- Church: Anglican Church in North America Reformed Episcopal Church
- Diocese: REC Northeast and Mid-Atlantic
- In office: 2019–2025
- Predecessor: David L. Hicks
- Successor: William A. Jenkins Sr.

Orders
- Consecration: September 29, 2012 by Leonard W. Riches

Personal details
- Born: 1951 (age 74–75) Philadelphia

= Chuck Gillin =

American Anglican bishop

Raymond Charles Gillin (born 1951) is an American Anglican bishop. He was the 12th bishop ordinary of the Reformed Episcopal Church's Diocese of the Northeast and Mid-Atlantic (NEMA).

==Biography==
Gillin was born in Philadelphia and raised in Delaware County, Pennsylvania. He graduated from Susquehanna University and received an M.Div. from Reformed Episcopal Seminary.

He served for 24 years as rector of Grace Reformed Episcopal Church in Collingdale, Pennsylvania, as well as interim rector of St. Mark’s Reformed Episcopal Church in Rydal, Pennsylvania. Gillin was canon to the ordinary under NEMA bishops Leonard W. Riches and David L. Hicks.
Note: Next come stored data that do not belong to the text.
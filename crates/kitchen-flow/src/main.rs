//! # Kitchen Flow Server
//!
//! Wires [`Config`] → tracing → [`JsonFileStorage`] → [`KitchenSystem`] → axum, and shuts
//! down gracefully on Ctrl-C: the HTTP server drains, background tasks stop and the
//! journal is flushed.
//!
//! ```bash
//! HTTP_PORT=3000 DATA_FILE=./data/orders.json cargo run -p kitchen-flow
//! LOG_FORMAT=json RUST_LOG=debug cargo run -p kitchen-flow
//! ```

use anyhow::Context;
use entity_actor::tracing::setup_tracing;
use kitchen_flow::clock::SystemClock;
use kitchen_flow::config::Config;
use kitchen_flow::lifecycle::KitchenSystem;
use kitchen_flow::store::JsonFileStorage;
use kitchen_flow::sync_tracker::LogTransport;
use std::net::SocketAddr;
use std::sync::Arc;
use tracing::{info, warn};

#[tokio::main]
async fn main() -> anyhow::Result<()> {
    let config = Config::from_env();
    if let Err(e) = setup_tracing(&config.log_level, config.log_format) {
        eprintln!("tracing already initialized: {e}");
    }
    info!(?config, "Starting kitchen-flow");

    let storage = Arc::new(JsonFileStorage::new(&config.data_file));
    let system = KitchenSystem::start(
        &config,
        storage,
        Arc::new(LogTransport),
        Arc::new(SystemClock),
    )
    .await
    .with_context(|| format!("failed to load orders from {}", config.data_file.display()))?;

    let addr = SocketAddr::from(([0, 0, 0, 0], config.http_port));
    let listener = tokio::net::TcpListener::bind(addr)
        .await
        .with_context(|| format!("failed to bind {addr}"))?;
    info!(%addr, "HTTP server listening");

    let shutdown = system.shutdown_token();
    axum::serve(listener, system.router())
        .with_graceful_shutdown(async move {
            tokio::select! {
                result = tokio::signal::ctrl_c() => {
                    if let Err(e) = result {
                        warn!(error = %e, "Failed to listen for Ctrl-C");
                    }
                    info!("Shutdown signal received");
                }
                _ = shutdown.cancelled() => {}
            }
        })
        .await
        .context("HTTP server error")?;

    let health = system.shutdown().await;
    if !health.is_healthy() {
        warn!(
            failures = health.failures,
            last_error = health.last_error.as_deref().unwrap_or("-"),
            "Stopped with unpersisted changes"
        );
    }
    info!("Application completed successfully");
    Ok(())
}
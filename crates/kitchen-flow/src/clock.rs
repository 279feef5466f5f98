//! Wall-clock abstraction. Urgency and lifecycle stamping read "now" through [`Clock`]
//! so tests can move time without sleeping.

use chrono::{DateTime, Duration, Utc};
use parking_lot::Mutex;
use std::sync::Arc;

pub trait Clock: Send + Sync + 'static {
    fn now(&self) -> DateTime<Utc>;
}

#[derive(Debug, Default, Clone, Copy)]
pub struct SystemClock;

impl Clock for SystemClock {
    fn now(&self) -> DateTime<Utc> {
        Utc::now()
    }
}

/// A clock that only moves when told to. Clones share the same instant.
#[derive(Debug, Clone)]
pub struct ManualClock {
    now: Arc<Mutex<DateTime<Utc>>>,
}

impl ManualClock {
    pub fn new(start: DateTime<Utc>) -> Self {
        Self {
            now: Arc::new(Mutex::new(start)),
        }
    }

    pub fn advance(&self, by: Duration) {
        let mut now = self.now.lock();
        *now += by;
    }

    pub fn set(&self, to: DateTime<Utc>) {
        *self.now.lock() = to;
    }
}

impl Default for ManualClock {
    fn default() -> Self {
        Self::new(Utc::now())
    }
}

impl Clock for ManualClock {
    fn now(&self) -> DateTime<Utc> {
        *self.now.lock()
    }
}

#[cfg(test)]
mod tests {
    use super::*;

    #[test]
    fn test_manual_clock_clones_share_time() {
        let clock = ManualClock::default();
        let other = clock.clone();
        let start = clock.now();
        other.advance(Duration::minutes(5));
        assert_eq!(clock.now() - start, Duration::minutes(5));
    }
}
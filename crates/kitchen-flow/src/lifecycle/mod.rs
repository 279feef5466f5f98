//! # System Lifecycle & Orchestration
//!
//! Individual actors are simple; wiring them together is where the complexity lives.
//! [`KitchenSystem`] is the conductor.
//!
//! ## Startup
//!
//! ```text
//! Storage ─► OrderStore::open ─► one EntityActor per stored order + Journal
//!                  │
//!                  ├─► IntegrationSyncTracker ─► SyncWorker     (background)
//!                  └─► UrgencyTicker                              (background)
//! ```
//!
//! Both background tasks share one [`CancellationToken`]. Neither blocks the other and
//! neither blocks order transitions.
//!
//! ## Shutdown
//!
//! 1. **Cancel the token** - the worker and the ticker leave their `select!` loops.
//! 2. **Await the tasks** - no pass is cut off halfway.
//! 3. **Flush the journal** - every committed change reaches storage (or is counted as
//!    a failure), and the final [`PersistenceHealth`] is returned.
//!
//! Order actors stop on their own once the last client (held by the store) is dropped.

use crate::api::{self, AppState};
use crate::clock::Clock;
use crate::config::Config;
use crate::store::{OrderStore, PersistenceHealth, Storage, StorageError, StoreOptions};
use crate::sync_tracker::{IntegrationSyncTracker, SyncTransport, SyncWorker};
use crate::urgency::{UrgencyPolicy, UrgencyReport, UrgencyTicker};
use axum::Router;
use std::sync::Arc;
use tokio::sync::watch;
use tokio::task::JoinHandle;
use tokio_util::sync::CancellationToken;
use tracing::{info, warn};

/// The running order-coordination service.
pub struct KitchenSystem {
    pub store: OrderStore,
    pub tracker: IntegrationSyncTracker,
    pub policy: UrgencyPolicy,
    urgency: watch::Receiver<UrgencyReport>,
    shutdown: CancellationToken,
    handles: Vec<JoinHandle<()>>,
}

impl KitchenSystem {
    /// Opens the store and starts the background tasks.
    pub async fn start(
        config: &Config,
        storage: Arc<dyn Storage>,
        transport: Arc<dyn SyncTransport>,
        clock: Arc<dyn Clock>,
    ) -> Result<Self, StorageError> {
        let options = StoreOptions {
            mailbox_size: config.order_mailbox_size,
        };
        let store = OrderStore::open(storage, clock.clone(), options).await?;
        let tracker = IntegrationSyncTracker::new(store.clone(), transport);
        let policy = config.urgency_policy();
        let shutdown = CancellationToken::new();

        let worker = SyncWorker::new(tracker.clone(), config.sync_poll, shutdown.clone());
        let (ticker, urgency) = UrgencyTicker::new(
            store.clone(),
            policy,
            clock,
            config.urgency_tick,
            shutdown.clone(),
        );
        let handles = vec![tokio::spawn(worker.run()), tokio::spawn(ticker.run())];

        info!(orders = store.len(), "Kitchen system started");
        Ok(Self {
            store,
            tracker,
            policy,
            urgency,
            shutdown,
            handles,
        })
    }

    pub fn urgency(&self) -> UrgencyReport {
        self.urgency.borrow().clone()
    }

    pub fn app_state(&self) -> AppState {
        AppState {
            store: self.store.clone(),
            tracker: self.tracker.clone(),
            policy: self.policy,
            urgency: self.urgency.clone(),
        }
    }

    pub fn router(&self) -> Router {
        api::router(self.app_state())
    }

    /// Token cancelled by [`KitchenSystem::shutdown`]; lets callers tie other tasks to it.
    pub fn shutdown_token(&self) -> CancellationToken {
        self.shutdown.clone()
    }

    /// Stops the background tasks and flushes pending writes.
    pub async fn shutdown(self) -> PersistenceHealth {
        self.shutdown.cancel();
        for handle in self.handles {
            if let Err(e) = handle.await {
                warn!(error = %e, "Background task ended abnormally");
            }
        }
        let health = self.store.flush().await;
        info!(
            writes = health.writes,
            failures = health.failures,
            "Kitchen system stopped"
        );
        health
    }
}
On September 29, 2012, Gillin was consecrated as NEMA's bishop suffragan at the Reformed Episcopal Church of the Atonement in Philadelphia by REC Presiding Bishop Riches. Co-consecrators were Hicks, Royal U. Grote Jr., Daniel Morse and Richard Lipka. In 2019, upon Hicks' retirement, Gillin was elected to succeed him as bishop ordinary.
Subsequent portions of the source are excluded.